The sediment source and sink pattern between the lakes and the middle-lower is evaluated with a sediment budget method (Walling and Collins, 2008; Parsons, 2012). The segment sediment budget consists of three components: input (I), output (O) and storage (S). We evaluated the sediment budget in the Yichang-Hankou and Hankou-Datong Reaches and two lakes using the following formulations (Fig. 2):
A sketch showing the box model of sediment budget in the middle-lower Yangtze River
Reach Yichang-Hankou: \(\left({I}_{yc}+{I}_{dl}+{I}_{hj}\right)-\left({O}_{dl^{1-3}}+{O}_{hk}\right)=S\)
Reach Hankou-Datong: (Ihk + Ipl) − Odt = S
Dongting Lake: \(\left({I}_{dl\_{tr}^{1-4}}+{I}_{dl^{1-3}}\right)-{O}_{dl}=S\)
Poyang Lake: \({I}_{pl\_{tr}^{1-5}}-{O}_{pl}=S\)

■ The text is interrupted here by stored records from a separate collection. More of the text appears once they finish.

//! Tracing subscriber initialisation.

use std::fmt;

use tracing_subscriber::filter::ParseError;
use tracing_subscriber::EnvFilter;

use crate::config::TelemetryConfig;

/// Failure to install the global subscriber.
#[derive(Debug)]
pub enum TelemetryError {
    EnvFilter { value: String, source: ParseError },
    Subscriber(Box<dyn std::error::Error + Send + Sync>),
}

impl fmt::Display for TelemetryError {
    fn fmt(&self, f: &mut fmt::Formatter<'_>) -> fmt::Result {
        match self {
            TelemetryError::EnvFilter { value, .. } => {
                write!(f, "invalid log filter '{}'", value)
            }
            TelemetryError::Subscriber(err) => write!(f, "telemetry error: {}", err),
        }
    }
}

impl std::error::Error for TelemetryError {
    fn source(&self) -> Option<&(dyn std::error::Error + 'static)> {
        match self {
            TelemetryError::EnvFilter { source, .. } => Some(source),
            TelemetryError::Subscriber(err) => Some(&**err),
        }
    }
}

/// Builds the filter, preferring `RUST_LOG` over the configured level.
pub fn env_filter(config: &TelemetryConfig) -> Result<EnvFilter, TelemetryError> {
    match EnvFilter::try_from_default_env() {
        Ok(filter) => Ok(filter),
        Err(_) => EnvFilter::try_new(&config.log_level).map_err(|source| {
            TelemetryError::EnvFilter {
                value: config.log_level.clone(),
                source,
            }
        }),
    }
}

/// Installs the global subscriber. Call once, from the binary.
pub fn init_tracing(config: &TelemetryConfig) -> Result<(), TelemetryError> {
    let filter = env_filter(config)?;
    let builder = tracing_subscriber::fmt()
        .with_env_filter(filter)
        .with_writer(std::io::stderr)
        .with_target(false);

    let installed = if config.json {
        builder.json().try_init()
    } else {
        builder.compact().try_init()
    };
    installed.map_err(TelemetryError::Subscriber)
}

#[cfg(test)]
mod tests {
    use super::*;

    #[test]
    fn configured_level_builds_a_filter() {
        if std::env::var("RUST_LOG").is_ok() {
            return;
        }
        let config = TelemetryConfig::default();
        assert!(env_filter(&config).is_ok());
    }

    #[test]
    fn invalid_directive_is_reported() {
        if std::env::var("RUST_LOG").is_ok() {
            return;
        }
        let config = TelemetryConfig {
            log_level: "theramind=loud".into(),
            json: false,
        };
        let err = env_filter(&config).unwrap_err();
        assert!(err.to_string().contains("theramind=loud"));
    }
}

Where Iyc, Idl, Ihj, Ihk, Ipl are the discharges at Yichang, Chenglingji, Huangzhuang, Hankou, and Hukou stations, respectively. Ohk, Odt, Odl, Opl are the discharges at Hankou, Datong, Chenglingji, and Hukou stations, respectively. \({O}_{dl^{1-3}}\) and \({I}_{dl^{1-3}}\) are the same, representing the discharges from the mainstream to Dongting Lake. \({I}_{dl\_{tr}^{1-4}}\) and \({I}_{pl\_{tr}^{1-5}}\) are the discharges from 4 tributaries into Dongting Lake and from 5 tributaries into Poyang Lake, respectively. The storage (S) indicates the net deposition and erosion in the specified reaches and lakes. We also introduced the O to I ratio to indicates the change rate of the sediment deficit (S < 0) and surplus (S > 0). Note that errors may occur because of limited data on bank collapse, sand mining, and ungauged tributaries; however, these uncertainties are regarded as acceptable. Bank collapse was frequently detected between Dongting Lake and the mainstream but later mitigated by the construction of dikes and levees (Xia et al., 2016). This methodology ignores sand mining (large-scale removal of sediment from the lakes). However, while sand mining was executed on a large scale in the 1990’s it decreased after it was made illegal in 2001. The ungauged tributaries accounts for less than 5% of the sediment load of this river basin, which has been evaluated for the effects to be small in the middle-lower Yangtze River (Xu and Milliman, 2009).
3 Results
3.1 Decadal changes in river and sediment discharge
The river and sediment discharges of the mainstream Yangtze River changed markedly different over time in the period 1960 to 2019 (Fig. 3). The river discharges do not increase or decrease over time, but inflow from tributaries results in a downstream increase of the mean river discharges at Yichang, Hankou and Datong of 428, 702, and 888 m3/s, respectively. In contrast, the suspended sediment load is overall decreasing since 1965 and accelerated after 2003. The mean sediment loads are 485, 396, and 419 Mt before 2003 and 34, 97, and 132 Mt after 2003 at Yichang, Hankou, and Datong, respectively. Therefore, the mean sediment load has decreased by 93%, 76% and 68% from 1960 to 2002 to 2003–2019 at Yichang, Hankou, and Datong, respectively. The observation that the station immediately downstream of the TGD (Yichang) has a larger reduction in sediment load than stations further downstream is proof of sediment recovery in the downstream direction. In addition, before 2003 the sediment load at the upstream station Yichang is 18% larger than that at the downstream station Hankou whereas after 2003 the sediment load at Yichang is 65% smaller than that at Hankou. This suggests that the reach Yichang-Hankou shifted from accretion to strong erosion around 2003.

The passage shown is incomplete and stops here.